Nas diferentes manifestações femininas sobre o engajamento e adesão à causa revolucionária, nada mais contundente do que a carta, também do acervo do museu, que transcrevemos a seguir. Há que observar a firmeza e tenacidade de quem escreve, ao mesmo tempo encorajando e, é de pasmar, suspirando por não poder realizar o desejo de participar mais efetivamente do movimento, atuando inclusive no front. O documento fala por si:
19.8.32
Querido Chico
Como vais? Bem, não é? Eis o que peço a Deus. Hoje recebemos notícias de tio Chico, pelo rádio: está bom, e manda lembranças. Chico, estou com tanta vontade de ver finda esta revolução, para mostrarmos, assim, o valor do povo paulista… Francamente, queria ser homem, para lutar por São Paulo. Também queria ir ao campo de combate, e dali voltar vitoriosa, porque eu sou paulista, e tenho na mente o mesmo ideal. Viva São Paulo! Viva São Paulo! Eu quero que logo venhas, juntamente com todos os outros paulistas, cantando a glória de São Paulo, tão grande e poderoso.
Viva São Paulo!
Adeus, Chico
Lembranças do Pessoal
Um abraço da
Didi
Silvia vai bem
11 h da manhã.
O registro da hora em que foi escrita a carta demonstra a riqueza do acervo histórico do Museu Frei Galvão, além de, evidentemente, todo o conteúdo apaixonado e, ao mesmo tempo, firme e objetivo.
A mobilização das mulheres foi sem dúvida uma das marcas da Revolução de 1932. Não é exagero arriscar que, talvez, sem o empenho e dedicação das mulheres, o movimento da revolução tivesse se encerrado ainda antes e os homens tivessem esmorecido diante do desafio dos combates.
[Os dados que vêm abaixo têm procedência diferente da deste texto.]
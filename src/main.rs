use battle_forecast::{run, CliOptions, Overrides};
use std::env;
use std::path::PathBuf;
use tracing_subscriber::EnvFilter;

fn usage() -> ! {
    eprintln!(
        "Usage: battle-forecast --scenario scenario.json [--rules rules.json] [--seed SEED] \
[--max-depth N] [--time-ms MS] [--output forecast.json] [--score-only]"
    );
    std::process::exit(1);
}

fn parse_args() -> anyhow::Result<CliOptions> {
    let mut scenario_path = None;
    let mut rules_path = None;
    let mut output_path = None;
    let mut overrides = Overrides::default();
    let mut score_only = false;

    let mut args = env::args().skip(1);
    while let Some(arg) = args.next() {
        match arg.as_str() {
            "--scenario" => {
                scenario_path = Some(args.next().map(PathBuf::from).ok_or_else(|| {
                    anyhow::anyhow!("--scenario requires a path (e.g. --scenario scenario.json)")
                })?);
            }
            "--rules" => {
                rules_path = Some(args.next().map(PathBuf::from).ok_or_else(|| {
                    anyhow::anyhow!("--rules requires a path (e.g. --rules rules.json)")
                })?);
            }
            "--seed" => {
                let val = args
                    .next()
                    .ok_or_else(|| anyhow::anyhow!("--seed requires a number"))?;
                overrides.seed = Some(val.parse()?);
            }
            "--max-depth" => {
                let val = args
                    .next()
                    .ok_or_else(|| anyhow::anyhow!("--max-depth requires a number"))?;
                overrides.max_depth = Some(val.parse()?);
            }
            "--time-ms" => {
                let val = args
                    .next()
                    .ok_or_else(|| anyhow::anyhow!("--time-ms requires milliseconds"))?;
                overrides.time_budget_ms = Some(val.parse()?);
            }
            "--output" => {
                output_path = Some(args.next().map(PathBuf::from).ok_or_else(|| {
                    anyhow::anyhow!("--output requires a path (e.g. --output forecast.json)")
                })?);
            }
            "--score-only" => score_only = true,
            "--help" | "-h" => usage(),
            other => return Err(anyhow::anyhow!("Unknown argument {other}")),
        }
    }

    let Some(scenario_path) = scenario_path else {
        usage();
    };
    Ok(CliOptions {
        scenario_path,
        rules_path,
        output_path,
        overrides,
        score_only,
    })
}

fn main() -> anyhow::Result<()> {
    tracing_subscriber::fmt()
        .with_env_filter(EnvFilter::from_default_env())
        .with_writer(std::io::stderr)
        .init();
    let opts = parse_args()?;
    run(opts)
}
Mas, ao contrário, seguiram em frente lutando por seu ideal e incentivados por suas esposas, namoradas e mães.
Se o movimento revolucionário foi certo ou errado, jamais saberemos, e não cabe aqui julgá-lo, uma vez que o que se pretende é a recuperação dos dados históricos, sua interpretação e compreensão – aqui o verdadeiro ofício do pesquisador e historiador. Os documentos existentes, e a muito custo mantidos no Museu Frei Galvão, contando com o trabalho e dedicação incansáveis de mais uma mulher guaratinguetaense, Thereza Maia, estão à espera de leituras mais profundas sobre a Revolução de 1932 e a participação da mulher de Guaratinguetá – dedicada e incansável.
Este texto foi retirado da obra A Revolução de 1932 no Acervo do Museu Frei Galvão – Reconstrução da Memória Regional, publicada em 2013 e organizada pelo Prof. Me. Antonio Tadeu de Miranda Alves. O texto específico faz parte de um capítulo escrito por Diego Amaro de Almeida.
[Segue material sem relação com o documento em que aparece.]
fn score_damaging(ctx: &ScoreContext, cand: &Candidate, variant: usize, cell: &Cell) -> i32 {
    let mut score = 0;
    if cell.is_highest {
        score = if variant == 4 { 8 } else { 6 };
    } else {
        let blocked = ability_in(ctx.defender, &tables::DROP_BLOCKERS);
        if cand.is(&tables::SPEED_CONTROL) {
            return if blocked || ctx.is_faster { 5 } else { 6 };
        }
        if cand.is(&tables::STAT_DROP) {
            return if blocked { 5 } else { 6 };
        }
        if cand.id == "acidspray" {
            return 6;
        }
    }

    if cand.is(&tables::COUNTER_MOVES) {
        let mut score = score_counter(ctx);
        if variant == 0 && ctx.is_faster {
            score -= 1;
        }
        return score;
    }
    if cand.id == "fakeout" && ctx.first_turn {
        return 9;
    }

    if cell.kills && !cand.is(&tables::NO_KILL_BONUS) {
        score += if ctx.is_faster || cand.priority > 0 { 6 } else { 3 };
        if ability_in(ctx.attacker, &tables::KO_BOOST_ABILITIES) {
            score += 1;
        }
    }

    match cand.id.as_str() {
        "fellstinger" if cell.kills => {
            score = match (ctx.is_faster, variant == 4) {
                (true, true) => 23,
                (true, false) => 21,
                (false, true) => 17,
                (false, false) => 15,
            };
        }
        "rollout" => return 7,
        "fling" => {
            if item_in(ctx.attacker, &tables::FLING_HEAVY_ITEMS) {
                return 10;
            }
            if ctx.attacker.held_item().is_some_and(|item| normalize_id(item).ends_with("berry")) {
                return 7;
            }
        }
        "finalgambit" => return score_final_gambit(ctx),
        "pursuit" => score = score_pursuit(ctx, variant, cell.kills),
        "relicsong" if cell.kills => score += if ctx.is_faster { 6 } else { 3 },
        _ if cand.is(&tables::EXPLOSIONS) => score = score_explosion(ctx.hp_fraction(), variant),
        _ => {}
    }
    score
}

fn score_counter(ctx: &ScoreContext) -> i32 {
    if !ctx.threatened {
        return 6;
    }
    let safety = ctx.attacker.is_full_hp()
        && (item_in(ctx.attacker, &tables::SURVIVAL_ITEMS) || ability_in(ctx.attacker, &tables::SURVIVAL_ABILITIES));
    if safety {
        8
    } else {
        NEVER
    }
}

fn score_final_gambit(ctx: &ScoreContext) -> i32 {
    if !ctx.is_faster {
        return 6;
    }
    let own = ctx.attacker.current_hp;
    let target = ctx.defender.current_hp;
    if own > target {
        8
    } else if own == target {
        7
    } else {
        6
    }
}

fn score_pursuit(ctx: &ScoreContext, variant: usize, kills: bool) -> i32 {
    let mut score = 0;
    if kills {
        score = 10;
    } else {
        let target = ctx.defender.hp_fraction();
        if target < 0.20 {
            score = 10;
        } else if target < 0.40 && variant <= 1 {
            score = 8;
        }
    }
    if ctx.is_faster {
        score += 3;
    }
    score
}

fn score_explosion(hp_fraction: f32, variant: usize) -> i32 {
    if hp_fraction < 0.10 {
        10
    } else if hp_fraction < 0.33 {
        if variant <= 2 {
            8
        } else {
            0
        }
    } else if hp_fraction < 0.66 {
        if variant <= 1 {
            7
        } else {
            0
        }
    } else if variant == 0 {
        7
    } else {
        0
    }
}

fn score_status(ctx: &ScoreContext, cand: &Candidate, variant: usize) -> i32 {
    let mv = cand.mv;
    match &mv.effect {
        Some(MoveEffect::Hazard { hazard }) => return score_hazard(*hazard, variant, ctx.first_turn),
        Some(MoveEffect::Field {
            change: FieldChange::Reflect | FieldChange::LightScreen | FieldChange::AuroraVeil,
        }) => return score_screen(ctx, variant),
        Some(MoveEffect::Field {
            change: FieldChange::Terrain(_),
        }) => return score_terrain(ctx),
        Some(MoveEffect::Field {
            change: FieldChange::Tailwind | FieldChange::TrickRoom,
        }) => return if ctx.is_faster { 6 } else { 9 },
        Some(MoveEffect::Volatile {
            volatile: Volatile::Substitute,
            ..
        }) => return score_substitute(ctx),
        _ => {}
    }

    if mv.is_protection() || cand.is(&tables::PROTECT_MOVES) {
        return score_protect(ctx, variant);
    }
    if cand.is(&tables::DISRUPT_MOVES) {
        return match cand.id.as_str() {
            "taunt" => 8,
            "encore" if ctx.is_faster => 7,
            _ => 6,
        };
    }
    match intended_status(cand) {
        Some(Status::Sleep) => return if variant == 0 { 7 } else { 6 },
        Some(status) => return score_ailment(ctx, status),
        None => {}
    }
    if cand.id == "destinybond" {
        return if ctx.is_faster { 7 } else { 5 };
    }
    if cand.is(&tables::IDENTIFY_MOVES) {
        return score_identify(ctx, cand);
    }
    if cand.is(&tables::RECOVERY) || mv.heal.is_some() {
        return score_recovery(ctx, cand);
    }
    if is_setup(cand) {
        return score_setup(ctx, cand);
    }
    if cand.is(&tables::TRICK_MOVES) {
        return if item_in(ctx.attacker, &tables::TRICK_ITEMS) { 7 } else { 5 };
    }
    match cand.id.as_str() {
        "imprison" => score_imprison(ctx),
        "batonpass" => score_baton_pass(ctx),
        "memento" => score_memento(ctx),
        _ if cand.is(&tables::FOCUS_MOVES) => score_focus_energy(ctx),
        _ => 6,
    }
}

fn score_hazard(hazard: HazardKind, variant: usize, first_turn: bool) -> i32 {
    let low = variant == 0;
    match (hazard, first_turn) {
        (HazardKind::StickyWeb, true) => if low { 9 } else { 12 },
        (HazardKind::StickyWeb, false) => if low { 6 } else { 9 },
        (_, true) => if low { 8 } else { 9 },
        (_, false) => if low { 6 } else { 7 },
    }
}

fn extends(mon: &Combatant, rules: &RuleData, target: fn(&ExtendTarget) -> bool) -> bool {
    item_of(mon, rules).extends.as_ref().is_some_and(|ext| target(&ext.target))
}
Referências bibliográficas
BROCA. Brito. Memórias. Rio de Janeiro; Ed. José Olympio. 1968.
COUPÉ. Benedito Dubsky. Vento Rio Acima. São Paulo; Editora e Gráfica Vida e Consciência. 2008.
MAIA. Thereza e Tom. Guaratinguetá – Ontem e Hoje. São Paulo; Noovha America. 2010.
MALUF. Nagiba Maria Rizék. Revolução de 32 – o que foi, por que foi. São Paulo; Edicon. 1986.